2.2.3. Implication des fonctions exécutives

Partant de la définition des fonctions exécutives – processus qui se met en place pour faciliter l’adaptation du sujet à des situations nouvelles, notamment lorsque les routines d’actions, c’est-à-dire les habiletés cognitives surapprises, ne peuvent suffire – nous constatons immédiatement que la conduite fait sans cesse appel à des situations nouvelles et non routinières et donc aux fonctions exécutives. Cependant, la littérature dans le champ de la psychologie de la conduite ne fait que rarement intervenir les processus exécutifs pour décrire les fonctions cognitives impliquées. En général, on fait surtout état de l’intervention du système attentionnel, sans aller plus loin. Par exemple, Meulemans (2000), dans un chapitre d’ouvrage consacré aux processus cognitifs indispensables pour une conduite sécuritaire, discute de rôle de la perception, de la mémoire, de l’attention mais finalement assez peu des fonctions exécutives.

En revanche, c’est avec les études en neuropsychologie que l’on commence seulement à s’intéresser au risque d’accident et à la compétence de conduite des patients avec des troubles des fonctions exécutives.

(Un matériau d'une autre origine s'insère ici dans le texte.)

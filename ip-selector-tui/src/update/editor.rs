//! 编辑器消息处理

use crate::message::EditorMessage;
use crate::model::EditorState;

pub fn update(editor: &mut EditorState, msg: EditorMessage) {
    match msg {
        EditorMessage::Input(c) => editor.insert_char(c),
        EditorMessage::Newline => editor.insert_newline(),
        EditorMessage::Backspace => editor.backspace(),
        EditorMessage::Delete => editor.delete(),
        EditorMessage::CursorLeft => editor.move_left(),
        EditorMessage::CursorRight => editor.move_right(),
        EditorMessage::CursorUp => editor.move_up(),
        EditorMessage::CursorDown => editor.move_down(),
        EditorMessage::CursorHome => editor.move_home(),
        EditorMessage::CursorEnd => editor.move_end(),
    }
}
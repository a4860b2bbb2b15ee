//! 测试辅助模块
//!
//! 提供 mock 实现和便捷的测试工厂方法。

use std::collections::VecDeque;
use std::sync::{Arc, Mutex};

use async_trait::async_trait;
use ip_selector_client::{CandidateRecord, ClientError, JobStatus, SelectionBackend};
use tokio::sync::RwLock;
use tokio::time::Instant;

use crate::services::{PanelContext, PanelServices};
use crate::traits::{InMemoryInputStore, UiSink};
use crate::types::{PanelSettings, UiTransition};

type ClientResult<T> = std::result::Result<T, ClientError>;

// ===== MockBackend =====

/// 后端收到的一次调用
#[derive(Debug, Clone, PartialEq, Eq)]
pub enum BackendCall {
    ListSelected,
    SubmitSelection(Vec<String>),
    SelectionStatus,
    SyncDns(String),
    HealthCheck,
}

pub struct MockBackend {
    calls: RwLock<Vec<BackendCall>>,
    status_times: RwLock<Vec<Instant>>,
    /// 依次返回的状态；用尽后一直返回 `Processing`
    statuses: RwLock<VecDeque<ClientResult<JobStatus>>>,
    candidates: RwLock<ClientResult<Vec<CandidateRecord>>>,
    submit_error: RwLock<Option<ClientError>>,
    sync_error: RwLock<Option<ClientError>>,
}

impl MockBackend {
    pub fn new() -> Self {
        Self {
            calls: RwLock::new(Vec::new()),
            status_times: RwLock::new(Vec::new()),
            statuses: RwLock::new(VecDeque::new()),
            candidates: RwLock::new(Ok(Vec::new())),
            submit_error: RwLock::new(None),
            sync_error: RwLock::new(None),
        }
    }

    pub async fn push_statuses(
        &self,
        statuses: impl IntoIterator<Item = ClientResult<JobStatus>>,
    ) {
        self.statuses.write().await.extend(statuses);
    }

    pub async fn set_candidates(&self, candidates: ClientResult<Vec<CandidateRecord>>) {
        *self.candidates.write().await = candidates;
    }

    pub async fn set_submit_error(&self, err: Option<ClientError>) {
        *self.submit_error.write().await = err;
    }

    pub async fn set_sync_error(&self, err: Option<ClientError>) {
        *self.sync_error.write().await = err;
    }

    pub async fn calls(&self) -> Vec<BackendCall> {
        self.calls.read().await.clone()
    }

    pub async fn count(&self, pred: impl Fn(&BackendCall) -> bool) -> usize {
        self.calls.read().await.iter().filter(|c| pred(c)).count()
    }

    /// 每次状态请求的（虚拟）时间
    pub async fn status_times(&self) -> Vec<Instant> {
        self.status_times.read().await.clone()
    }

    async fn record(&self, call: BackendCall) {
        self.calls.write().await.push(call);
    }
}

#[async_trait]
impl SelectionBackend for MockBackend {
    async fn list_selected(&self) -> ClientResult<Vec<CandidateRecord>> {
        self.record(BackendCall::ListSelected).await;
        self.candidates.read().await.clone()
    }

    async fn submit_selection(&self, ranges: &[String]) -> ClientResult<()> {
        self.record(BackendCall::SubmitSelection(ranges.to_vec()))
            .await;
        match self.submit_error.read().await.clone() {
            Some(err) => Err(err),
            None => Ok(()),
        }
    }

    async fn selection_status(&self) -> ClientResult<JobStatus> {
        self.record(BackendCall::SelectionStatus).await;
        self.status_times.write().await.push(Instant::now());
        self.statuses
            .write()
            .await
            .pop_front()
            .unwrap_or(Ok(JobStatus::Processing))
    }

    async fn sync_dns(&self, ip: &str) -> ClientResult<()> {
        self.record(BackendCall::SyncDns(ip.to_string())).await;
        match self.sync_error.read().await.clone() {
            Some(err) => Err(err),
            None => Ok(()),
        }
    }

    async fn health_check(&self) -> ClientResult<()> {
        self.record(BackendCall::HealthCheck).await;
        Ok(())
    }
}

// ===== RecordingSink =====

pub struct RecordingSink {
    transitions: Mutex<Vec<UiTransition>>,
}

impl RecordingSink {
    pub fn new() -> Self {
        Self {
            transitions: Mutex::new(Vec::new()),
        }
    }

    pub fn transitions(&self) -> Vec<UiTransition> {
        self.transitions.lock().unwrap().clone()
    }
}

impl UiSink for RecordingSink {
    fn emit(&self, transition: UiTransition) {
        self.transitions.lock().unwrap().push(transition);
    }
}

// ===== 工厂方法 =====

/// 创建测试用 `PanelServices`（默认参数）
pub fn create_test_services() -> (PanelServices, Arc<MockBackend>, Arc<RecordingSink>) {
    create_test_services_with(PanelSettings::default())
}

/// 创建测试用 `PanelServices`
pub fn create_test_services_with(
    settings: PanelSettings,
) -> (PanelServices, Arc<MockBackend>, Arc<RecordingSink>) {
    let backend = Arc::new(MockBackend::new());
    let sink = Arc::new(RecordingSink::new());
    let ctx = Arc::new(PanelContext::new(
        backend.clone(),
        Arc::new(InMemoryInputStore::new()),
        sink.clone(),
        settings,
    ));
    (PanelServices::new(ctx), backend, sink)
}

/// 由字符串字段构造候选记录
pub fn record(fields: &[&str]) -> CandidateRecord {
    CandidateRecord::new(fields.iter().map(|f| (*f).to_string()).collect())
}
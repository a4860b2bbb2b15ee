//! 候选表格状态

use chrono::{DateTime, Local};
use ip_selector_core::types::{CandidateRow, RowId};

/// 候选表格状态
///
/// `cursor` 是高亮行，`chosen` 是单选框选中的行，两者互相独立。
#[derive(Debug, Default)]
pub struct CandidatesState {
    /// 当前表格
    pub rows: Vec<CandidateRow>,
    /// 高亮行下标
    pub cursor: usize,
    /// 单选选中的行
    pub chosen: Option<RowId>,
    /// 上次刷新时间
    pub refreshed_at: Option<DateTime<Local>>,
}

impl CandidatesState {
    pub fn new() -> Self {
        Self::default()
    }

    /// 整体替换表格；旧的选择随之失效
    pub fn replace(&mut self, rows: Vec<CandidateRow>) {
        self.rows = rows;
        self.cursor = 0;
        self.chosen = None;
        self.refreshed_at = Some(Local::now());
    }

    pub fn select_previous(&mut self) {
        self.cursor = self.cursor.saturating_sub(1);
    }

    pub fn select_next(&mut self) {
        if self.cursor + 1 < self.rows.len() {
            self.cursor += 1;
        }
    }

    pub fn select_first(&mut self) {
        self.cursor = 0;
    }

    pub fn select_last(&mut self) {
        self.cursor = self.rows.len().saturating_sub(1);
    }

    /// 选中高亮行（单选：替换之前的选择）
    pub fn choose_current(&mut self) {
        if let Some(row) = self.rows.get(self.cursor) {
            self.chosen = Some(row.id);
        }
    }

    pub fn is_chosen(&self, row: &CandidateRow) -> bool {
        self.chosen == Some(row.id)
    }

    /// 表格最宽一行的字段数
    pub fn column_count(&self) -> usize {
        self.rows.iter().map(|r| r.record.len()).max().unwrap_or(0)
    }
}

En effet, on trouve aujourd’hui dans la littérature un certain nombre de recherches concernant la conduite automobile et les déficits exécutifs. Ces études s’intéressent particulièrement aux patients avec lésions frontales , au vieillissement normal ou encore au vieillissement pathologique . Ces études s’accordent toutes sur le fait que des déficits exécutifs peuvent entraîner des difficultés à la reprise de la conduite lorsqu’il s’agit de patients qui ont eu un accident cérébral, ou des difficultés pour continuer à conduire, comme cela peut être le cas dans les pathologies dégénératives, telles que la maladie d’Alzheimer ou la maladie de Parkinson. Cependant, l’évaluation des fonctions exécutives se fait la plupart du temps avec des tests d’évaluation globale du fonctionnement exécutif, comme le WCST ou la Tour de Londres , et les fonctions impliquées ne sont pas clairement identifiées. Par exemple, l’équipe de Rizzo et Uc a publié un certain nombre d’études sur la conduite automobile chez des patients avec maladie d’Alzheimer, de Parkinson ou chez des patients avec traumatisme crânien grave, avec dans chaque étude une évaluation détaillée du fonctionnement cognitif . Cependant, pour leurs analyses, ils ne différencient pas les fonctions cognitives mesurées pour les mettre en rapport avec la compétence de conduite mais ils calculent un score cognitif global « cogstat » 1 utilisé pour comparer les patients et les témoins et pour le comparer à la performance en situation de conduite. Le « cogstat » rassemble des tests d’attention sélective, d’attention divisée (paradigme de double tâche), une mesure du champ visuel utile (UFOV), le test des codes de la WAIS (Wechsler Adult Intelligence Scale) ou encore le TMT A et B.

En définitive, la conduite automobile telle que nous l’avons définie implique un grand nombre de processus cognitifs simples et complexes. La section suivante présente le cadre conceptuel que nous avons retenu comme modèle de la conduite, celui de Brouwer .

Notes
1.

A partir des performances individuelles à chaque test, un score standard T est calculé (moyenne = 50, écart-type = 10) puis la moyenne entre les différents scores T est calculée et correspond à ce score global « cogstat ».